В особую категорию подозреваемых попали американские офицеры, которые не имели родственных связей с бывшей Российской империей, не знали местных языков, но тем не менее (по крайней мере, по мнению Смерша) придерживались антисоветских взглядов и сеяли антисоветскую пропаганду. Уроженец Теннесси подполковник Уильям Джексон – главный хирург на авиабазах США – находился в самом начале этого списка. Кроме того что он разделял взгляды, считавшиеся антикоммунистическими, Джексон стремился налаживать связи с местным населением, особенно с женщинами. Он прибыл в Москву 21 марта со вторым эшелоном американских военных для подготовки к открытию полтавских баз. В Москве он провел время весьма продуктивно: посещал больницы и составлял подробный доклад о состоянии советской системы здравоохранения и медицинской работы, отстававших от Соединенных Штатов, по его оценке, лет на пятьдесят.

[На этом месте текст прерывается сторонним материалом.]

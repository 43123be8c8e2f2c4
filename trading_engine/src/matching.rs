//! Price-time priority matching.
//!
//! The planner is pure: it takes a snapshot of a company's open orders and returns the set of fills that
//! price-time priority produces. The storage backend is responsible for loading the book, running the planner
//! and settling every proposal inside a single transaction, so a pass commits or rolls back as a unit.
//!
//! Ranking is best price first, earliest submission second (order id breaks exact timestamp ties). A pair
//! crosses when `buy.price >= sell.price` and clears at the **sell order's price**, so any price improvement
//! accrues to the buyer.

use ue_common::Rupees;

use crate::db_types::{Order, OrderSide};

/// One fill proposed by the planner. Quantities were `min(buy.remaining, sell.remaining)` at plan time.
#[derive(Debug, Clone, PartialEq, Eq)]
pub struct MatchProposal {
    pub buy_order_id: i64,
    pub sell_order_id: i64,
    pub buyer_id: String,
    pub seller_id: String,
    pub quantity: i64,
    /// Clearing price: the sell order's price.
    pub price: Rupees,
    /// The buy order's reservation price for this fill, needed to refund the buyer's price improvement.
    pub buy_price: Rupees,
}

impl MatchProposal {
    pub fn total_amount(&self) -> Rupees {
        self.price * self.quantity
    }
}

struct BookEntry<'a> {
    order: &'a Order,
    remaining: i64,
}

/// Compute all fills for the given book snapshot.
///
/// Orders that are not open (terminal status or nothing remaining) are ignored, as are pairs belonging to
/// the same user. The scan repeats until no crossing pair remains; since the snapshot is fixed for the
/// duration of a pass, walking buys in priority order against sells in priority order achieves exactly that.
pub fn plan_matches(book: &[Order]) -> Vec<MatchProposal> {
    let mut buys: Vec<BookEntry> = book
        .iter()
        .filter(|o| o.side == OrderSide::Buy && o.is_open())
        .map(|o| BookEntry { order: o, remaining: o.remaining() })
        .collect();
    let mut sells: Vec<BookEntry> = book
        .iter()
        .filter(|o| o.side == OrderSide::Sell && o.is_open())
        .map(|o| BookEntry { order: o, remaining: o.remaining() })
        .collect();

    // Bids: highest price first. Asks: lowest price first. Time, then id, breaks ties.
    buys.sort_by(|a, b| {
        b.order
            .price
            .cmp(&a.order.price)
            .then(a.order.created_at.cmp(&b.order.created_at))
            .then(a.order.id.cmp(&b.order.id))
    });
    sells.sort_by(|a, b| {
        a.order
            .price
            .cmp(&b.order.price)
            .then(a.order.created_at.cmp(&b.order.created_at))
            .then(a.order.id.cmp(&b.order.id))
    });

    let mut proposals = Vec::new();
    for buy in &mut buys {
        for sell in &mut sells {
            if buy.remaining == 0 {
                break;
            }
            if sell.order.price > buy.order.price {
                // Asks are sorted ascending, so nothing further can cross this bid.
                break;
            }
            if sell.remaining == 0 || sell.order.user_id == buy.order.user_id {
                continue;
            }
            let quantity = buy.remaining.min(sell.remaining);
            buy.remaining -= quantity;
            sell.remaining -= quantity;
            proposals.push(MatchProposal {
                buy_order_id: buy.order.id,
                sell_order_id: sell.order.id,
                buyer_id: buy.order.user_id.clone(),
                seller_id: sell.order.user_id.clone(),
                quantity,
                price: sell.order.price,
                buy_price: buy.order.price,
            });
        }
    }
    proposals
}

#[cfg(test)]
mod test {
    use chrono::{Duration, Utc};

    use super::*;
    use crate::db_types::{OrderStatus, OrderType};

    fn order(id: i64, user: &str, side: OrderSide, qty: i64, filled: i64, price_rs: i64, t_offset: i64) -> Order {
        let t = Utc::now() + Duration::seconds(t_offset);
        Order {
            id,
            user_id: user.to_string(),
            company_id: 1,
            side,
            order_type: OrderType::Limit,
            quantity: qty,
            price: Rupees::from_rupees(price_rs),
            total_amount: Rupees::from_rupees(price_rs) * qty,
            status: OrderStatus::from_fill(filled, qty),
            filled_quantity: filled,
            filled_amount: Rupees::from_rupees(price_rs) * filled,
            created_at: t,
            updated_at: t,
        }
    }

    #[test]
    fn no_cross_no_trades() {
        let book = vec![
            order(1, "alice", OrderSide::Buy, 10, 0, 90, 0),
            order(2, "bob", OrderSide::Sell, 10, 0, 95, 1),
        ];
        assert!(plan_matches(&book).is_empty());
    }

    #[test]
    fn clears_at_sell_price() {
        let book = vec![
            order(1, "alice", OrderSide::Buy, 10, 0, 100, 0),
            order(2, "bob", OrderSide::Sell, 10, 0, 95, 1),
        ];
        let fills = plan_matches(&book);
        assert_eq!(fills.len(), 1);
        assert_eq!(fills[0].quantity, 10);
        assert_eq!(fills[0].price, Rupees::from_rupees(95));
        assert_eq!(fills[0].buy_price, Rupees::from_rupees(100));
    }

    #[test]
    fn walks_asks_in_price_time_order() {
        // Scenario: one bid for 10 @ 100 against asks 6 @ 98 (earlier) and 5 @ 99.
        let book = vec![
            order(1, "s1", OrderSide::Sell, 6, 0, 98, 0),
            order(2, "s2", OrderSide::Sell, 5, 0, 99, 1),
            order(3, "buyer", OrderSide::Buy, 10, 0, 100, 2),
        ];
        let fills = plan_matches(&book);
        assert_eq!(fills.len(), 2);
        assert_eq!((fills[0].sell_order_id, fills[0].quantity, fills[0].price), (1, 6, Rupees::from_rupees(98)));
        assert_eq!((fills[1].sell_order_id, fills[1].quantity, fills[1].price), (2, 4, Rupees::from_rupees(99)));
    }

    #[test]
    fn equal_prices_tie_break_on_time() {
        let book = vec![
            order(1, "late", OrderSide::Sell, 5, 0, 95, 5),
            order(2, "early", OrderSide::Sell, 5, 0, 95, 1),
            order(3, "buyer", OrderSide::Buy, 5, 0, 95, 6),
        ];
        let fills = plan_matches(&book);
        assert_eq!(fills.len(), 1);
        assert_eq!(fills[0].sell_order_id, 2);
    }

    #[test]
    fn best_bid_served_first() {
        let book = vec![
            order(1, "low", OrderSide::Buy, 5, 0, 96, 0),
            order(2, "high", OrderSide::Buy, 5, 0, 99, 1),
            order(3, "seller", OrderSide::Sell, 5, 0, 95, 2),
        ];
        let fills = plan_matches(&book);
        assert_eq!(fills.len(), 1);
        assert_eq!(fills[0].buy_order_id, 2);
        assert_eq!(fills[0].price, Rupees::from_rupees(95));
    }

    #[test]
    fn respects_partial_fills_and_terminal_orders() {
        let mut cancelled = order(1, "bob", OrderSide::Sell, 10, 0, 90, 0);
        cancelled.status = OrderStatus::Cancelled;
        let book = vec![
            cancelled,
            order(2, "carol", OrderSide::Sell, 10, 6, 92, 1), // 4 remaining
            order(3, "alice", OrderSide::Buy, 10, 0, 95, 2),
        ];
        let fills = plan_matches(&book);
        assert_eq!(fills.len(), 1);
        assert_eq!((fills[0].sell_order_id, fills[0].quantity), (2, 4));
    }

    #[test]
    fn never_matches_own_orders() {
        let book = vec![
            order(1, "alice", OrderSide::Sell, 10, 0, 95, 0),
            order(2, "alice", OrderSide::Buy, 10, 0, 100, 1),
            order(3, "bob", OrderSide::Buy, 4, 0, 100, 2),
        ];
        let fills = plan_matches(&book);
        assert_eq!(fills.len(), 1);
        assert_eq!((fills[0].buy_order_id, fills[0].quantity), (3, 4));
    }

    #[test]
    fn fill_quantity_bounded_by_both_remainders() {
        let book = vec![
            order(1, "s", OrderSide::Sell, 100, 0, 95, 0),
            order(2, "b", OrderSide::Buy, 7, 0, 95, 1),
        ];
        let fills = plan_matches(&book);
        assert_eq!(fills.len(), 1);
        assert_eq!(fills[0].quantity, 7);
        assert_eq!(fills[0].total_amount(), Rupees::from_rupees(665));
    }
}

Четырнадцатого апреля Джексон отбыл в Полтаву, где вместе с подчиненными приступил к устройству медицинской службы на каждой из трех баз и к обеспечению надлежащих санитарных условий для живущих там американцев. Ему часто приходилось иметь дело с деликатными вопросами: скажем, уговаривать советских офицеров улучшить уборные и душевые. Хотя трудности в отношениях с советскими властями возникли у Джексона не поэтому. Двадцать пятого мая подполковник Свешников добавил врача в список офицеров США, в отношении которых запросил дополнительные сведения из Москвы, утверждая, что тот активно ищет контакты с советскими гражданами. В тот же день Свешников подал еще один рапорт, в котором назвал Джексона одним из двух офицеров ВВС США, якобы распространявших среди советского личного состава англоязычную литературу антисоветской направленности15
.О Джексоне московское Управление Смерша выведало больше, чем о Лепавски. Слежка контрразведки за номером гостиницы “Националь”, где Джексон останавливался в марте и апреле 1944 года, показала, что он активно общается с женщинами. Менее чем через неделю после приезда подполковника, 27 марта, прослушка перехватила его телефонный звонок в московскую квартиру. Джексон звонил девушке по имени Зоя, которая не очень хорошо говорила по-английски. Третьего апреля, около 23:00, группа наблюдения заметила, как из гостиницы “Националь” вышли две молодые девушки – гостьи Джексона и еще одного американского офицера. Одну из них позже опознали: это была 21-летняя Зоя Гусева. В 22:30 13 апреля, в последний день пребывания Джексона в Москве, наблюдатели проследили до их домов пять девушек, навещавших в гостинице Джексона, и еще одного офицера. Одной из них, Зинаиде Пашининой, было восемнадцать лет16
.Девушками подполковник Джексон интересовался и в Полтаве. В июне, по более поздним донесениям разведки, он познакомился с некоей Зинаидой Блажковой, с которой его свела еще одна женщина. Джексон регулярно навещал Блажкову и был, по словам одной из ее приятельниц, очень щедр, каждый раз принося подарки: “чулки, конфеты, новые пары бот, мужские и дамские ботинки, военный пиджак”. Из агентов Смерша о Джексоне сообщали не только женщины. Информацию о нем предоставлял и советский коллега Джексона Иван Лебедев, главный врач полтавских баз. Он был завербован под женским кодовым именем Роза. О контактах Джексона с местными жителями сообщал и советский переводчик, работавший на базах под кодовым именем Союзник17
.Прежде всего Смерш интересовало распространение антисоветской пропаганды. Четырнадцатого июня Свешников и Зорин доложили в Москву, что после того как американское командование получило предупреждение о недопустимости распространения американских публикаций, подобные инциденты прекратились. Но работая вместе – например, перебирая двигатель самолета или в свободное время, – американцы все так же делились с советскими коллегами своими “антисоветскими” взглядами. В этом отношении американцы, владевшие русским или украинским, находились под особым подозрением.